When you suffer an injury at work, whether it is a sudden injury or a progressive injury, you might end up having to take time off of work and seek medical care. That might lead to you filing for workers’ compensation benefits. Those benefits are meant for you to get your medical bills paid for and have a portion of your income coming in while you heal from your work-related injuries. Eventually, you might be ready to go back to work.
What happens if I can’t do my former job?
If you are unable to return to the same job that you had before your injury, you might qualify for vocational rehabilitation. This can include receiving partial income payments and learning how to do another job that you are physically able to perform. This program usually has a limit to how much money can be spent on your rehabilitation.

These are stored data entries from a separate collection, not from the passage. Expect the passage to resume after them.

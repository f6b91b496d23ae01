//! # 振动与热力学计算参数
//!
//! 红外（振动频率）与热力学步骤在单点能参数之上增加的参数，
//! 以及结构更新方式（覆盖当前构型或新建构型）与构型命名。
//!
//! ## 依赖关系
//! - 被 `config/mod.rs` 使用
//! - 使用 `config/energy.rs`

use super::{EnergyParameters, Hamiltonian, Kind, ParameterSpec, ValueDict};
use crate::error::{MopacStepError, Result};
use std::str::FromStr;

pub const STRUCTURE_HANDLING_PARAMETERS: &[ParameterSpec] = &[
    ParameterSpec {
        name: "structure handling",
        kind: Kind::Enumeration,
        default: "be put in a new configuration",
        default_units: "",
        enumeration: &[
            "overwrite the current configuration",
            "be put in a new configuration",
        ],
        description: "Optimized structure will",
        help_text: "Whether to overwrite the current configuration, or create a new \
                    configuration for the new structure",
    },
    ParameterSpec {
        name: "configuration name",
        kind: Kind::String,
        default: "optimized with <Hamiltonian>",
        default_units: "",
        enumeration: &[
            "optimized with <Hamiltonian>",
            "keep current name",
            "use configuration number",
        ],
        description: "Configuration name:",
        help_text: "The name for the new configuration",
    },
];

pub const IR_PARAMETERS: &[ParameterSpec] = &[
    ParameterSpec {
        name: "let",
        kind: Kind::Boolean,
        default: "no",
        default_units: "",
        enumeration: &["yes", "no"],
        description: "Use structure even if not a minimum:",
        help_text: "Don't stop if the initial structure is not a minimum or other \
                    stationary point.",
    },
    ParameterSpec {
        name: "configuration name",
        kind: Kind::String,
        default: "vibrations with <Hamiltonian>",
        default_units: "",
        enumeration: &[
            "keep current name",
            "vibrations with <Hamiltonian>",
            "use configuration number",
        ],
        description: "Configuration name:",
        help_text: "The name for the new configuration",
    },
];

pub const THERMODYNAMICS_PARAMETERS: &[ParameterSpec] = &[
    ParameterSpec {
        name: "Tmin",
        kind: Kind::Float,
        default: "200",
        default_units: "K",
        enumeration: &[],
        description: "Minimum temperature:",
        help_text: "The minimum temperature for the thermodynamic functions.",
    },
    ParameterSpec {
        name: "Tmax",
        kind: Kind::Float,
        default: "400",
        default_units: "K",
        enumeration: &[],
        description: "Maximum temperature:",
        help_text: "The maximum temperature for the thermodynamic functions.",
    },
    ParameterSpec {
        name: "Tstep",
        kind: Kind::Float,
        default: "10",
        default_units: "K",
        enumeration: &[],
        description: "Temperature interval:",
        help_text: "The interval between temperatures for the thermodynamic functions.",
    },
    ParameterSpec {
        name: "trans",
        kind: Kind::Integer,
        default: "0",
        default_units: "",
        enumeration: &[],
        description: "Number of internal rotations to ignore:",
        help_text: "The number of internal rotations to ignore. A corresponding number of \
                    the lowest modes will be ignored, which is a first approximation.",
    },
];

/// 更新后的结构如何保存
#[derive(Debug, Clone, Copy, PartialEq, Eq)]
pub enum StructureHandling {
    Overwrite,
    NewConfiguration,
}

impl FromStr for StructureHandling {
    type Err = MopacStepError;

    fn from_str(s: &str) -> Result<Self> {
        match s {
            "overwrite the current configuration" => Ok(StructureHandling::Overwrite),
            "be put in a new configuration" => Ok(StructureHandling::NewConfiguration),
            other => Err(MopacStepError::UnknownOption {
                parameter: "structure handling".to_string(),
                value: other.to_string(),
            }),
        }
    }
}

impl std::fmt::Display for StructureHandling {
    fn fmt(&self, f: &mut std::fmt::Formatter<'_>) -> std::fmt::Result {
        match self {
            StructureHandling::Overwrite => write!(f, "overwrite the current configuration"),
            StructureHandling::NewConfiguration => write!(f, "be put in a new configuration"),
        }
    }
}

/// 构型命名方式
#[derive(Debug, Clone, PartialEq, Eq)]
pub enum ConfigurationName {
    KeepCurrent,
    /// 构型在体系中的序号（从 1 开始）
    ConfigurationNumber,
    /// 自定义名称，`<Hamiltonian>` 会被替换
    Template(String),
}

impl FromStr for ConfigurationName {
    type Err = MopacStepError;

    fn from_str(s: &str) -> Result<Self> {
        match s {
            "keep current name" => Ok(ConfigurationName::KeepCurrent),
            "use configuration number" => Ok(ConfigurationName::ConfigurationNumber),
            "" => Err(MopacStepError::InvalidParameter {
                parameter: "configuration name".to_string(),
                value: String::new(),
                reason: "the name must not be empty".to_string(),
            }),
            other => Ok(ConfigurationName::Template(other.to_string())),
        }
    }
}

impl ConfigurationName {
    /// 计算新名称；`None` 表示保持原名
    pub fn resolve(&self, hamiltonian: Hamiltonian, number: usize) -> Option<String> {
        match self {
            ConfigurationName::KeepCurrent => None,
            ConfigurationName::ConfigurationNumber => Some(number.to_string()),
            ConfigurationName::Template(template) => {
                Some(template.replace("<Hamiltonian>", hamiltonian.as_str()))
            }
        }
    }

    pub fn describe(&self, hamiltonian: Hamiltonian) -> String {
        match self {
            ConfigurationName::KeepCurrent => "keeping the current name.".to_string(),
            ConfigurationName::ConfigurationNumber => {
                "using the index of the configuration (1, 2, ...) as its name.".to_string()
            }
            ConfigurationName::Template(template) => format!(
                "with '{}' as its name.",
                template.replace("<Hamiltonian>", hamiltonian.as_str())
            ),
        }
    }
}

/// 红外（振动）步骤参数
#[derive(Debug, Clone, PartialEq)]
pub struct VibrationParameters {
    pub energy: EnergyParameters,
    /// 结构不是驻点时仍继续 (LET)
    pub let_structure: bool,
    pub structure_handling: StructureHandling,
    pub configuration_name: ConfigurationName,
}

impl VibrationParameters {
    pub fn from_values(values: &ValueDict) -> Result<Self> {
        Ok(VibrationParameters {
            energy: EnergyParameters::from_values(values)?,
            let_structure: if values.contains("let") {
                values.boolean("let")?
            } else {
                false
            },
            structure_handling: values.choice("structure handling")?,
            configuration_name: values.choice("configuration name")?,
        })
    }
}

/// 热力学步骤参数
#[derive(Debug, Clone, PartialEq)]
pub struct ThermodynamicsParameters {
    pub vibrations: VibrationParameters,
    /// 温度范围与步长 (K)
    pub t_min: f64,
    pub t_max: f64,
    pub t_step: f64,
    /// 忽略的内旋转数
    pub trans: u32,
}

impl ThermodynamicsParameters {
    pub fn from_values(values: &ValueDict) -> Result<Self> {
        let t_min = values.quantity_in("Tmin", "K")?;
        let t_max = values.quantity_in("Tmax", "K")?;
        let t_step = values.interval_in("Tstep", "K")?;

        if t_max < t_min || t_step <= 0.0 {
            return Err(MopacStepError::InvalidParameter {
                parameter: "Tstep".to_string(),
                value: format!("{}..{} by {}", t_min, t_max, t_step),
                reason: "the temperature range must be increasing with a positive step"
                    .to_string(),
            });
        }

        let trans = values.integer("trans")?;
        let trans = u32::try_from(trans).map_err(|_| MopacStepError::InvalidParameter {
            parameter: "trans".to_string(),
            value: trans.to_string(),
            reason: "must not be negative".to_string(),
        })?;

        Ok(ThermodynamicsParameters {
            vibrations: VibrationParameters::from_values(values)?,
            t_min,
            t_max,
            t_step,
            trans,
        })
    }

    /// MOPAC THERMO 关键词
    pub fn thermo_keyword(&self) -> String {
        format!("THERMO({},{},{})", self.t_min, self.t_max, self.t_step)
    }
}

#[cfg(test)]
mod tests {
    use super::*;
    use crate::config::{ParameterSet, StepKind};
    use std::collections::BTreeMap;

    #[test]
    fn test_ir_defaults() {
        let params = ParameterSet::for_step(StepKind::Ir);
        let values = params.current_values_to_dict(&BTreeMap::new()).unwrap();
        let p = VibrationParameters::from_values(&values).unwrap();

        assert!(!p.let_structure);
        assert_eq!(p.structure_handling, StructureHandling::NewConfiguration);
        assert_eq!(
            p.configuration_name.resolve(Hamiltonian::Pm7, 2).as_deref(),
            Some("vibrations with PM7")
        );
    }

    #[test]
    fn test_thermo_keyword() {
        let mut params = ParameterSet::for_step(StepKind::Thermodynamics);
        params.set("Tmin", "100").unwrap();
        params.set("Tstep", "50").unwrap();
        params.set("trans", "1").unwrap();
        let values = params.current_values_to_dict(&BTreeMap::new()).unwrap();
        let p = ThermodynamicsParameters::from_values(&values).unwrap();

        assert_eq!(p.thermo_keyword(), "THERMO(100,400,50)");
        assert_eq!(p.trans, 1);
    }

    #[test]
    fn test_thermo_temperatures_converted_to_kelvin() {
        let mut params = ParameterSet::for_step(StepKind::Thermodynamics);
        params.set("Tmin", "25 degC").unwrap();
        params.set("Tmax", "100 degC").unwrap();
        params.set("Tstep", "25 degC").unwrap();
        let values = params.current_values_to_dict(&BTreeMap::new()).unwrap();
        let p = ThermodynamicsParameters::from_values(&values).unwrap();
        assert!((p.t_min - 298.15).abs() < 1e-9);
        assert!((p.t_max - 373.15).abs() < 1e-9);
        assert!((p.t_step - 25.0).abs() < 1e-9);
        assert_eq!(p.thermo_keyword(), "THERMO(298.15,373.15,25)");

        let mut params = ParameterSet::for_step(StepKind::Thermodynamics);
        params.set("Tmin", "5 nm").unwrap();
        assert!(params.current_values_to_dict(&BTreeMap::new()).is_err());
    }

    #[test]
    fn test_thermo_rejects_bad_range() {
        let mut params = ParameterSet::for_step(StepKind::Thermodynamics);
        params.set("Tmin", "500").unwrap();
        let values = params.current_values_to_dict(&BTreeMap::new()).unwrap();
        assert!(ThermodynamicsParameters::from_values(&values).is_err());
    }

    #[test]
    fn test_configuration_name_options() {
        let keep: ConfigurationName = "keep current name".parse().unwrap();
        assert_eq!(keep.resolve(Hamiltonian::Am1, 1), None);

        let number: ConfigurationName = "use configuration number".parse().unwrap();
        assert_eq!(number.resolve(Hamiltonian::Am1, 3).as_deref(), Some("3"));
    }
}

What happens when I return to work?
When you return to work, your new income will be considered. If you are making the same as you were before the injury or more, your workers’ compensation wage replacement benefits will likely stop. If the wages you earn are less than you did prior to the injury, there is a chance that your workers’ compensation benefits might continue, but they may be altered to take your new income into account.
The ways that your benefits might change if you go to work can depend on the type of program you receive benefits through. If you are receiving disability payments, the way those are affected can be a bit different from other programs. Because of the intricacy of the workers’ compensation system, you should verify that you are receiving all of the benefits you should. If you aren’t, you might be able to take action to seek out the benefits you should get but aren’t receiving.